PROVIDED DATA »
- - - -
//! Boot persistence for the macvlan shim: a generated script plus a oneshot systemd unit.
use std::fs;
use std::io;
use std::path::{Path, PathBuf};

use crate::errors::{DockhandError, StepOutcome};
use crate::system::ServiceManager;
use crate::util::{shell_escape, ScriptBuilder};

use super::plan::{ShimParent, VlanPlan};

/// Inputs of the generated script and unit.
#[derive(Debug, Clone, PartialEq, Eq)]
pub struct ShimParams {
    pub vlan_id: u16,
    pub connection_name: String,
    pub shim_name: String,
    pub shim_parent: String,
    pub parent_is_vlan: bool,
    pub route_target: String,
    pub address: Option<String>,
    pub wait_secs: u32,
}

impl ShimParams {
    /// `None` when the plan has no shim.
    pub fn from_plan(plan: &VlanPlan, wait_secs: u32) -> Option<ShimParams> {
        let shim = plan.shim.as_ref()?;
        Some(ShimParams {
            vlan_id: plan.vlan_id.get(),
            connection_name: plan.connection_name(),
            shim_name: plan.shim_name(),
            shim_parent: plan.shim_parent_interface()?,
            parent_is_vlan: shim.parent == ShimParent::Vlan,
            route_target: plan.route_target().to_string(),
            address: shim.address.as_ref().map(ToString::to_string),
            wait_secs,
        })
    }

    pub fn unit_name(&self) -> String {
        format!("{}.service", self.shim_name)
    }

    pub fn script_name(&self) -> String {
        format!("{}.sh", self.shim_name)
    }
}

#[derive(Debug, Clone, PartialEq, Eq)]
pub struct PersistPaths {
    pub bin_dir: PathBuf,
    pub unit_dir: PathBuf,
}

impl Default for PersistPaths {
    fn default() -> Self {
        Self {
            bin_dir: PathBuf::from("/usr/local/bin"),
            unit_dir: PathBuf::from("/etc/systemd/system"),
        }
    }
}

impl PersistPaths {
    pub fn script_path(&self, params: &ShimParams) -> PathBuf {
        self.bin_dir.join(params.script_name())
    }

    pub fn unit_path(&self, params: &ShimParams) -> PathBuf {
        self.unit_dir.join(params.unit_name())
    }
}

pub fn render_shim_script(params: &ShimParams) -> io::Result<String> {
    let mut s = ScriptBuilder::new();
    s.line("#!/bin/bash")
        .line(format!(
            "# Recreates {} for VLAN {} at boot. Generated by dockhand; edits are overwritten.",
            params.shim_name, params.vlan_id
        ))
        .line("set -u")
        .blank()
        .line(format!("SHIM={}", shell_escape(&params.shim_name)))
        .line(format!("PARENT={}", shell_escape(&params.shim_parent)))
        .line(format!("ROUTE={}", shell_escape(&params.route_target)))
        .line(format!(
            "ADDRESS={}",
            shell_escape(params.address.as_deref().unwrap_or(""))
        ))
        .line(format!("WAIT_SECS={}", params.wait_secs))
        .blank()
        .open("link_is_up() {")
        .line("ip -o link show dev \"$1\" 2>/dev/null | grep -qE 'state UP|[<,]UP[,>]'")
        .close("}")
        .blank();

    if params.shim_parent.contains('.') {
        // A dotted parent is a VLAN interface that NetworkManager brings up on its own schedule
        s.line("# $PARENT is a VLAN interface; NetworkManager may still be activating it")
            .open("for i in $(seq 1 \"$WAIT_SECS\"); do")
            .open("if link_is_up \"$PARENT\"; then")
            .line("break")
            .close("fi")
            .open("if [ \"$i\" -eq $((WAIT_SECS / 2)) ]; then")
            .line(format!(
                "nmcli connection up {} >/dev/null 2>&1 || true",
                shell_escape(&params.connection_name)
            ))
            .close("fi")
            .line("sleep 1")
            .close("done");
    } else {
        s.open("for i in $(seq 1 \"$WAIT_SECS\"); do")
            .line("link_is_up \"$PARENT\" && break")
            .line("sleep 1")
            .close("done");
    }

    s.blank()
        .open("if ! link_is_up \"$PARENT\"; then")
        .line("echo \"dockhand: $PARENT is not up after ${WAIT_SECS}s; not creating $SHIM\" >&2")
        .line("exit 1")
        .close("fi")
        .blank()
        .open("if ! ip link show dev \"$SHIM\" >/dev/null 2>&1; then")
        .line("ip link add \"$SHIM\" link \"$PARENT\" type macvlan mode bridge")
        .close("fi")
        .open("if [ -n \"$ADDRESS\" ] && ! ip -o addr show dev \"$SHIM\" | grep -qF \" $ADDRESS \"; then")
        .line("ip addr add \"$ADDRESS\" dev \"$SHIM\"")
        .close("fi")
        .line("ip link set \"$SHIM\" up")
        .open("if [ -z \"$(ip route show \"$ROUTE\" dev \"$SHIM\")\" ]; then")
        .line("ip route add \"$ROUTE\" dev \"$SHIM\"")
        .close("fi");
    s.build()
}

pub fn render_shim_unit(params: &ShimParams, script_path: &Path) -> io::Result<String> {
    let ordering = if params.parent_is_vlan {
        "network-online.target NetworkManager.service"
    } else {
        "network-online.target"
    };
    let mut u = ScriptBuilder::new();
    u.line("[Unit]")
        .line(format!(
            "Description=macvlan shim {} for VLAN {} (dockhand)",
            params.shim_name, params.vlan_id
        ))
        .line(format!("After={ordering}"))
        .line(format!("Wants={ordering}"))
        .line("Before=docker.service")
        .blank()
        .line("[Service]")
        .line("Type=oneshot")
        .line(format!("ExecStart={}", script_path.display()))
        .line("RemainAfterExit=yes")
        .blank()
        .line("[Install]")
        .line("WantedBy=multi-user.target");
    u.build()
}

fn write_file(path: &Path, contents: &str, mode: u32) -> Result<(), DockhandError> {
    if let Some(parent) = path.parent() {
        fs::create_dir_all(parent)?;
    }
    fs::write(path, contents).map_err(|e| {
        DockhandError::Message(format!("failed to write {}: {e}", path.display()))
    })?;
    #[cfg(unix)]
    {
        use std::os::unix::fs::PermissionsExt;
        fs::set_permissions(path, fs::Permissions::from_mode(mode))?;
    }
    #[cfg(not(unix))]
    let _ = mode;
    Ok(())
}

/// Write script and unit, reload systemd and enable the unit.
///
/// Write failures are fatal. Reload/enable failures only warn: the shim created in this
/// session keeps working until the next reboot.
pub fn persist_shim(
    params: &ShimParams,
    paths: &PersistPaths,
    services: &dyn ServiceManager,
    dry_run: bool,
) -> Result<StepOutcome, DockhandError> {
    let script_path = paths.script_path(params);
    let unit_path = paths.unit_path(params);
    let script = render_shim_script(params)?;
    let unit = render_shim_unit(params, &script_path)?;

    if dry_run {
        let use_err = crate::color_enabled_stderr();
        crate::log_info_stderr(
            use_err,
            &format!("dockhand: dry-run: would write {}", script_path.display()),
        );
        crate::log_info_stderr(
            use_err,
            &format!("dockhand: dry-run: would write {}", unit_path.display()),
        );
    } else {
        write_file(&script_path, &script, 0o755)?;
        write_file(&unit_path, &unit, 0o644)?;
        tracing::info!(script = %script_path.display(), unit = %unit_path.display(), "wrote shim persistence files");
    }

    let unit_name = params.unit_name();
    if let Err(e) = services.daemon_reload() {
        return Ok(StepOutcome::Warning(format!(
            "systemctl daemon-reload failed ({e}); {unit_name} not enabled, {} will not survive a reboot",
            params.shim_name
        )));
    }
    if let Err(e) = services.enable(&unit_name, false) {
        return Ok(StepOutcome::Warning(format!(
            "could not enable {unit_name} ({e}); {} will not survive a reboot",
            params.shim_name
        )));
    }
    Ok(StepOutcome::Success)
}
- - - -
WHAT THE EXERCISE ASKS » Write down the entire listing above verbatim.

EXPECTED OUTPUT »
//! Boot persistence for the macvlan shim: a generated script plus a oneshot systemd unit.
use std::fs;
use std::io;
use std::path::{Path, PathBuf};

use crate::errors::{DockhandError, StepOutcome};
use crate::system::ServiceManager;
use crate::util::{shell_escape, ScriptBuilder};

use super::plan::{ShimParent, VlanPlan};

/// Inputs of the generated script and unit.
#[derive(Debug, Clone, PartialEq, Eq)]
pub struct ShimParams {
    pub vlan_id: u16,
    pub connection_name: String,
    pub shim_name: String,
    pub shim_parent: String,
    pub parent_is_vlan: bool,
    pub route_target: String,
    pub address: Option<String>,
    pub wait_secs: u32,
}

impl ShimParams {
    /// `None` when the plan has no shim.
    pub fn from_plan(plan: &VlanPlan, wait_secs: u32) -> Option<ShimParams> {
        let shim = plan.shim.as_ref()?;
        Some(ShimParams {
            vlan_id: plan.vlan_id.get(),
            connection_name: plan.connection_name(),
            shim_name: plan.shim_name(),
            shim_parent: plan.shim_parent_interface()?,
            parent_is_vlan: shim.parent == ShimParent::Vlan,
            route_target: plan.route_target().to_string(),
            address: shim.address.as_ref().map(ToString::to_string),
            wait_secs,
        })
    }

    pub fn unit_name(&self) -> String {
        format!("{}.service", self.shim_name)
    }

    pub fn script_name(&self) -> String {
        format!("{}.sh", self.shim_name)
    }
}

#[derive(Debug, Clone, PartialEq, Eq)]
pub struct PersistPaths {
    pub bin_dir: PathBuf,
    pub unit_dir: PathBuf,
}

impl Default for PersistPaths {
    fn default() -> Self {
        Self {
            bin_dir: PathBuf::from("/usr/local/bin"),
            unit_dir: PathBuf::from("/etc/systemd/system"),
        }
    }
}

impl PersistPaths {
    pub fn script_path(&self, params: &ShimParams) -> PathBuf {
        self.bin_dir.join(params.script_name())
    }

    pub fn unit_path(&self, params: &ShimParams) -> PathBuf {
        self.unit_dir.join(params.unit_name())
    }
}

pub fn render_shim_script(params: &ShimParams) -> io::Result<String> {
    let mut s = ScriptBuilder::new();
    s.line("#!/bin/bash")
        .line(format!(
            "# Recreates {} for VLAN {} at boot. Generated by dockhand; edits are overwritten.",
            params.shim_name, params.vlan_id
        ))
        .line("set -u")
        .blank()
        .line(format!("SHIM={}", shell_escape(&params.shim_name)))
        .line(format!("PARENT={}", shell_escape(&params.shim_parent)))
        .line(format!("ROUTE={}", shell_escape(&params.route_target)))
        .line(format!(
            "ADDRESS={}",
            shell_escape(params.address.as_deref().unwrap_or(""))
        ))
        .line(format!("WAIT_SECS={}", params.wait_secs))
        .blank()
        .open("link_is_up() {")
        .line("ip -o link show dev \"$1\" 2>/dev/null | grep -qE 'state UP|[<,]UP[,>]'")
        .close("}")
        .blank();

    if params.shim_parent.contains('.') {
        // A dotted parent is a VLAN interface that NetworkManager brings up on its own schedule
        s.line("# $PARENT is a VLAN interface; NetworkManager may still be activating it")
            .open("for i in $(seq 1 \"$WAIT_SECS\"); do")
            .open("if link_is_up \"$PARENT\"; then")
            .line("break")
            .close("fi")
            .open("if [ \"$i\" -eq $((WAIT_SECS / 2)) ]; then")
            .line(format!(
                "nmcli connection up {} >/dev/null 2>&1 || true",
                shell_escape(&params.connection_name)
            ))
            .close("fi")
            .line("sleep 1")
            .close("done");
    } else {
        s.open("for i in $(seq 1 \"$WAIT_SECS\"); do")
            .line("link_is_up \"$PARENT\" && break")
            .line("sleep 1")
            .close("done");
    }

    s.blank()
        .open("if ! link_is_up \"$PARENT\"; then")
        .line("echo \"dockhand: $PARENT is not up after ${WAIT_SECS}s; not creating $SHIM\" >&2")
        .line("exit 1")
        .close("fi")
        .blank()
        .open("if ! ip link show dev \"$SHIM\" >/dev/null 2>&1; then")
        .line("ip link add \"$SHIM\" link \"$PARENT\" type macvlan mode bridge")
        .close("fi")
        .open("if [ -n \"$ADDRESS\" ] && ! ip -o addr show dev \"$SHIM\" | grep -qF \" $ADDRESS \"; then")
        .line("ip addr add \"$ADDRESS\" dev \"$SHIM\"")
        .close("fi")
        .line("ip link set \"$SHIM\" up")
        .open("if [ -z \"$(ip route show \"$ROUTE\" dev \"$SHIM\")\" ]; then")
        .line("ip route add \"$ROUTE\" dev \"$SHIM\"")
        .close("fi");
    s.build()
}

pub fn render_shim_unit(params: &ShimParams, script_path: &Path) -> io::Result<String> {
    let ordering = if params.parent_is_vlan {
        "network-online.target NetworkManager.service"
    } else {
        "network-online.target"
    };
    let mut u = ScriptBuilder::new();
    u.line("[Unit]")
        .line(format!(
            "Description=macvlan shim {} for VLAN {} (dockhand)",
            params.shim_name, params.vlan_id
        ))
        .line(format!("After={ordering}"))
        .line(format!("Wants={ordering}"))
        .line("Before=docker.service")
        .blank()
        .line("[Service]")
        .line("Type=oneshot")
        .line(format!("ExecStart={}", script_path.display()))
        .line("RemainAfterExit=yes")
        .blank()
        .line("[Install]")
        .line("WantedBy=multi-user.target");
    u.build()
}

fn write_file(path: &Path, contents: &str, mode: u32) -> Result<(), DockhandError> {
    if let Some(parent) = path.parent() {
        fs::create_dir_all(parent)?;
    }
    fs::write(path, contents).map_err(|e| {
        DockhandError::Message(format!("failed to write {}: {e}", path.display()))
    })?;
    #[cfg(unix)]
    {
        use std::os::unix::fs::PermissionsExt;
        fs::set_permissions(path, fs::Permissions::from_mode(mode))?;
    }
    #[cfg(not(unix))]
    let _ = mode;
    Ok(())
}

/// Write script and unit, reload systemd and enable the unit.
///
/// Write failures are fatal. Reload/enable failures only warn: the shim created in this
/// session keeps working until the next reboot.
pub fn persist_shim(
    params: &ShimParams,
    paths: &PersistPaths,
    services: &dyn ServiceManager,
    dry_run: bool,
) -> Result<StepOutcome, DockhandError> {
    let script_path = paths.script_path(params);
    let unit_path = paths.unit_path(params);
    let script = render_shim_script(params)?;
    let unit = render_shim_unit(params, &script_path)?;

    if dry_run {
        let use_err = crate::color_enabled_stderr();
        crate::log_info_stderr(
            use_err,
            &format!("dockhand: dry-run: would write {}", script_path.display()),
        );
        crate::log_info_stderr(
            use_err,
            &format!("dockhand: dry-run: would write {}", unit_path.display()),
        );
    } else {
        write_file(&script_path, &script, 0o755)?;
        write_file(&unit_path, &unit, 0o644)?;
        tracing::info!(script = %script_path.display(), unit = %unit_path.display(), "wrote shim persistence files");
    }

    let unit_name = params.unit_name();
    if let Err(e) = services.daemon_reload() {
        return Ok(StepOutcome::Warning(format!(
            "systemctl daemon-reload failed ({e}); {unit_name} not enabled, {} will not survive a reboot",
            params.shim_name
        )));
    }
    if let Err(e) = services.enable(&unit_name, false) {
        return Ok(StepOutcome::Warning(format!(
            "could not enable {unit_name} ({e}); {} will not survive a reboot",
            params.shim_name
        )));
    }
    Ok(StepOutcome::Success)
}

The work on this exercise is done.